## The problem
For the data below, work out how many lines contain the word "tokio" and supply only that number.

## Data excerpts
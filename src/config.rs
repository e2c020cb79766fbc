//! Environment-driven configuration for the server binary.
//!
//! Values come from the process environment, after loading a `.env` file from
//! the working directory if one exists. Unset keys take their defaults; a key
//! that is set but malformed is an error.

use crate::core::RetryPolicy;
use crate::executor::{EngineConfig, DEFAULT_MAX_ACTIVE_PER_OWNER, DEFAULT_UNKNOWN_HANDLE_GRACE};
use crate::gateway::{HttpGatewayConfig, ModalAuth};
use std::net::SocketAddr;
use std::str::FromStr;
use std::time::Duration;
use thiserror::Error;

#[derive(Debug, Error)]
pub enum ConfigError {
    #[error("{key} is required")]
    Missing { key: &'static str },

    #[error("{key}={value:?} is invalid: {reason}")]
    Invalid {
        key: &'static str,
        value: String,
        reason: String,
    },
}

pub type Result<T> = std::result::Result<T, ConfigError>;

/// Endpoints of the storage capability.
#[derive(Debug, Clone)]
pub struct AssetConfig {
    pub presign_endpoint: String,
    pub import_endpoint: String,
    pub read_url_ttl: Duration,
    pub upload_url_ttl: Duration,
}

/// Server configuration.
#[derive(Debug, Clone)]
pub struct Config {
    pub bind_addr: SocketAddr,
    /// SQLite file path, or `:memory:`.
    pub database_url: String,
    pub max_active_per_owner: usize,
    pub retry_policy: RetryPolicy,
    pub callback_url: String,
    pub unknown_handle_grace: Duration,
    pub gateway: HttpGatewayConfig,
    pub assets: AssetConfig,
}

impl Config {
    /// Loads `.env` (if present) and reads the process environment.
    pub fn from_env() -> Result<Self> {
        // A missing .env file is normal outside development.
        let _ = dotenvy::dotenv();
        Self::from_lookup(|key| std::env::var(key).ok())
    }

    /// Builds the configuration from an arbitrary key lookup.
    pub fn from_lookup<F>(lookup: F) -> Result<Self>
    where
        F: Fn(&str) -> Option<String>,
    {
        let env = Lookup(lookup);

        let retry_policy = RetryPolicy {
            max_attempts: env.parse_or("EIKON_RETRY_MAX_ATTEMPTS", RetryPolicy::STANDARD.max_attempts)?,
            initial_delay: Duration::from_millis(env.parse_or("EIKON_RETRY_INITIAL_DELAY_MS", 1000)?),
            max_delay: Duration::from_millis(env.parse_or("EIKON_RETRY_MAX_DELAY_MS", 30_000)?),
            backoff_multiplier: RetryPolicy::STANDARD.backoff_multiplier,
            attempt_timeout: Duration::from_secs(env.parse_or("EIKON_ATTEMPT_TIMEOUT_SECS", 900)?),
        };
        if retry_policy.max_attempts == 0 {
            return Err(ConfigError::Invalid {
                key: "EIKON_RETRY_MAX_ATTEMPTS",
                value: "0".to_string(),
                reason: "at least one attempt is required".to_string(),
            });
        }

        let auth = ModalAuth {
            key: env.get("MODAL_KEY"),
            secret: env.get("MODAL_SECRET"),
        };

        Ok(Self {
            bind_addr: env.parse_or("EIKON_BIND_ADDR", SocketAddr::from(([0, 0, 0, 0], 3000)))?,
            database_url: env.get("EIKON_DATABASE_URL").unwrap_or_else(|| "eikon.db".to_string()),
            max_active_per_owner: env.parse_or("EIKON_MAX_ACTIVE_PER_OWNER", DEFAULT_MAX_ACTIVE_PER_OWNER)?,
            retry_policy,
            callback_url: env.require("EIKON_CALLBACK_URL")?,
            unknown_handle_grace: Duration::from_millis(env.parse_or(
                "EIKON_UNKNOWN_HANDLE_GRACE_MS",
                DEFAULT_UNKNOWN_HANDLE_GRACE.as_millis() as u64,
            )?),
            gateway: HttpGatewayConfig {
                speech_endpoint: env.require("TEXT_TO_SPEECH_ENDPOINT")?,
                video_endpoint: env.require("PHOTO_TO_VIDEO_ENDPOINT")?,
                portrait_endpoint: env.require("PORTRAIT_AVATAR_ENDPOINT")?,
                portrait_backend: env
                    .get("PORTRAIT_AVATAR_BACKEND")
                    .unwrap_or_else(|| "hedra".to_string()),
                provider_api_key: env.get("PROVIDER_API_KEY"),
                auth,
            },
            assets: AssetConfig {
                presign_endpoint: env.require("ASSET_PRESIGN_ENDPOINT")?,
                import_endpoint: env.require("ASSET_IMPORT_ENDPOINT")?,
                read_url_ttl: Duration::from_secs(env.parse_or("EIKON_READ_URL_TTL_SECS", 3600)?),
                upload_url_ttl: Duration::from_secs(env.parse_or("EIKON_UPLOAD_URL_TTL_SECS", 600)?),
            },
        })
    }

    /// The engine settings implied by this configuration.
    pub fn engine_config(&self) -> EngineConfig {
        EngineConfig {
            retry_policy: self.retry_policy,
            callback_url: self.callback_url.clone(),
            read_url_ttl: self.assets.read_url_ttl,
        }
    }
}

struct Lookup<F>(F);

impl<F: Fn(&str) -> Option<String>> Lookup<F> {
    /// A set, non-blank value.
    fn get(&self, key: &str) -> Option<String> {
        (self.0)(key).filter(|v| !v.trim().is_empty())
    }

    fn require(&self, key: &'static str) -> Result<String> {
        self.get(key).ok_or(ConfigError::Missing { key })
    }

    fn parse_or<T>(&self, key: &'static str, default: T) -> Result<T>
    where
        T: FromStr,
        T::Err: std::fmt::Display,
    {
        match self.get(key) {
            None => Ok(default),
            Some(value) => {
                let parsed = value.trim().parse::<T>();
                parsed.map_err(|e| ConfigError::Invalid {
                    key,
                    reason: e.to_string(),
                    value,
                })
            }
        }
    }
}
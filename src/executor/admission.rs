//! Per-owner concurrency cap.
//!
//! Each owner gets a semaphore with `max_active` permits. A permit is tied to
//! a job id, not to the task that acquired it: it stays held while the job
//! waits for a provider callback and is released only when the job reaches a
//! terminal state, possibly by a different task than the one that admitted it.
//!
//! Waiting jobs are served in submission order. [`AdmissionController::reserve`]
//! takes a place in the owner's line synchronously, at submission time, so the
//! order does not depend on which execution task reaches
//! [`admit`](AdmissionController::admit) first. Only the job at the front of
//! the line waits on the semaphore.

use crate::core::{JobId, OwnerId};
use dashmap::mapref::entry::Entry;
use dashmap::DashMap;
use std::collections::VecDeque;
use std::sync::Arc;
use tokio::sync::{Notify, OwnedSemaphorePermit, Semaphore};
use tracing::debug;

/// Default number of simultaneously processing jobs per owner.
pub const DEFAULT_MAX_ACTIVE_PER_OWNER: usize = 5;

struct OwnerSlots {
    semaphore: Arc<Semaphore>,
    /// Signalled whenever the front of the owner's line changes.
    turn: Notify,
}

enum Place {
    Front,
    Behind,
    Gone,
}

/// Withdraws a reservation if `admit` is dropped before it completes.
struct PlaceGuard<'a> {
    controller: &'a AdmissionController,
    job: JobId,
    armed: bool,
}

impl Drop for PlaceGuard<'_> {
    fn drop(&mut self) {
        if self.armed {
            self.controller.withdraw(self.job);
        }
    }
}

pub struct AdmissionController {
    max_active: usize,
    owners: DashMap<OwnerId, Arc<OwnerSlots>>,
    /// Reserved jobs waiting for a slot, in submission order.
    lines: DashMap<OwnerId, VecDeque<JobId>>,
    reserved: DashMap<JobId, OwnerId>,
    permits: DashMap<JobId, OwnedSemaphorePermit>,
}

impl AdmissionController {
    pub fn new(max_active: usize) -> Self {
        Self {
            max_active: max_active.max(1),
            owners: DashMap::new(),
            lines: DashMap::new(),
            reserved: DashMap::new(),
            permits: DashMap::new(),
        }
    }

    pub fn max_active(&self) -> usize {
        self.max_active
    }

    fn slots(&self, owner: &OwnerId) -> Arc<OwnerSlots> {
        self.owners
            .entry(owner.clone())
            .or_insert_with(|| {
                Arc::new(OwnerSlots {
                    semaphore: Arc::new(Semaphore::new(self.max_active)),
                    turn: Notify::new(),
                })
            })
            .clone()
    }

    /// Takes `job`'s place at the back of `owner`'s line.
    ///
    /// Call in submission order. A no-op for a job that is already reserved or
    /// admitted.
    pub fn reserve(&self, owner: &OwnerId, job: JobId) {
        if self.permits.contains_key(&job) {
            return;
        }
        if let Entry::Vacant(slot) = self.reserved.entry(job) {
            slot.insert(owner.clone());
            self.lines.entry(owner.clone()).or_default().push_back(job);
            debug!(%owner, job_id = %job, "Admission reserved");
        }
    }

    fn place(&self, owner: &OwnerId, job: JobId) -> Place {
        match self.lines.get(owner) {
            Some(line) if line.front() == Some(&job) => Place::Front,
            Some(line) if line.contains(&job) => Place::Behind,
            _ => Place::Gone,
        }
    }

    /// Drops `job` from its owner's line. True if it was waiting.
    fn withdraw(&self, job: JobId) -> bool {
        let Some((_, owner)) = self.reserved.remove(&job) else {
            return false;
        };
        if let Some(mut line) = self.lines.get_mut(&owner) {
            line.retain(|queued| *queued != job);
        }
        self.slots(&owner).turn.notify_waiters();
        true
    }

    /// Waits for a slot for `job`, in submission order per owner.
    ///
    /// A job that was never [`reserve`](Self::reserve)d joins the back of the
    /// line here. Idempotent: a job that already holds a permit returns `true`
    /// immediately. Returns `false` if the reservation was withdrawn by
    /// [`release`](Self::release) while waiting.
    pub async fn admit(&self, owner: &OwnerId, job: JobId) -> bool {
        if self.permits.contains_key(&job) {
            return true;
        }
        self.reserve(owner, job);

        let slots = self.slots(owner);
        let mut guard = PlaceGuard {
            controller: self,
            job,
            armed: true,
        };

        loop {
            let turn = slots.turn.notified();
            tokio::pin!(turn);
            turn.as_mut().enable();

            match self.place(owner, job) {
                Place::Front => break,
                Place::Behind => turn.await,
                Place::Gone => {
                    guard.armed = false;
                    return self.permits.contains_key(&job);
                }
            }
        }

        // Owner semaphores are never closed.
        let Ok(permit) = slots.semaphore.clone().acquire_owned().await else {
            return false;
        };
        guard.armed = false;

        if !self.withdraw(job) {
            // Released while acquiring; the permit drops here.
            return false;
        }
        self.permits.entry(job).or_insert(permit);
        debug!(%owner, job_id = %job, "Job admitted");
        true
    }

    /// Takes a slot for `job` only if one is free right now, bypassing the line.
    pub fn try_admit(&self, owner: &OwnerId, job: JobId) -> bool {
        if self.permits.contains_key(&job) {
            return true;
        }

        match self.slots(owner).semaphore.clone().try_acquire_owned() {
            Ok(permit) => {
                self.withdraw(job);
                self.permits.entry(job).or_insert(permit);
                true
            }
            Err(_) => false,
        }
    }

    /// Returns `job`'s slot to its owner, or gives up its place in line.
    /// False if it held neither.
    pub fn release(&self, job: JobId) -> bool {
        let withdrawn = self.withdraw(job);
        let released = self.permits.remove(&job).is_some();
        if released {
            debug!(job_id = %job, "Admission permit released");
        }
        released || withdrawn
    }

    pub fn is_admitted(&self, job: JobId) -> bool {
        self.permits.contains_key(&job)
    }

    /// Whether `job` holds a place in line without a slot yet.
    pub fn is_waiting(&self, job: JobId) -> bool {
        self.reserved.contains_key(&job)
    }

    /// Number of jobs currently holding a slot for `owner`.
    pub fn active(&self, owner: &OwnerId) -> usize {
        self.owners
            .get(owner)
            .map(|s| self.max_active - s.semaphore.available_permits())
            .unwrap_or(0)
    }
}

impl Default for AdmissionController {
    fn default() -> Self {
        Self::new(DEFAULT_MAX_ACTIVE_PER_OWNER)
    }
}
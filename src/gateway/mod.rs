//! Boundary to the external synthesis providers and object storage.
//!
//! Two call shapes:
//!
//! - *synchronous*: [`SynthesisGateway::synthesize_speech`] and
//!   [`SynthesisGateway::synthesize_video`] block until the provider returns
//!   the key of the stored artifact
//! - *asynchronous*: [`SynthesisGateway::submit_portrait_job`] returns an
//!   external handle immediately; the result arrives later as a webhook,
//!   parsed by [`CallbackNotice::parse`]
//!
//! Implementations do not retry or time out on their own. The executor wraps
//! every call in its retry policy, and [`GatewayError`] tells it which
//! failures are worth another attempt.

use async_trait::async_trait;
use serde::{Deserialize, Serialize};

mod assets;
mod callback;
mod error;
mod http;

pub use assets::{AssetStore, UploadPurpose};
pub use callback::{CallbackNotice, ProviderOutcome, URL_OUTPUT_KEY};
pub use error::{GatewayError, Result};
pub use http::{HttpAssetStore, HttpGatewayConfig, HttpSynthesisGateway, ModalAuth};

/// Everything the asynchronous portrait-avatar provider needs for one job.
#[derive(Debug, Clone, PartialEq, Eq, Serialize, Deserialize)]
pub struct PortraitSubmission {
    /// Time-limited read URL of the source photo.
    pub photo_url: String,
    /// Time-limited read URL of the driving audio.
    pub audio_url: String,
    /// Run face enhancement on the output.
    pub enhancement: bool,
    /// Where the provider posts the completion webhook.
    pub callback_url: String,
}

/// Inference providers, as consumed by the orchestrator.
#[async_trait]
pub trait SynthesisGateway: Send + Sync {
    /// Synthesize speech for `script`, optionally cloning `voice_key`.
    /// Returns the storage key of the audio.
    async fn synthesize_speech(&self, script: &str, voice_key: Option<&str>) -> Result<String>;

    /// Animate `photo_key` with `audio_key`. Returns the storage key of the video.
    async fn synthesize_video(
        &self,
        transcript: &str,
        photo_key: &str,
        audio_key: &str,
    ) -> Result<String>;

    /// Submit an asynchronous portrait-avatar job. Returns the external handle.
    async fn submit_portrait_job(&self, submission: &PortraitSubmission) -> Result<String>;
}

## Result for this task
2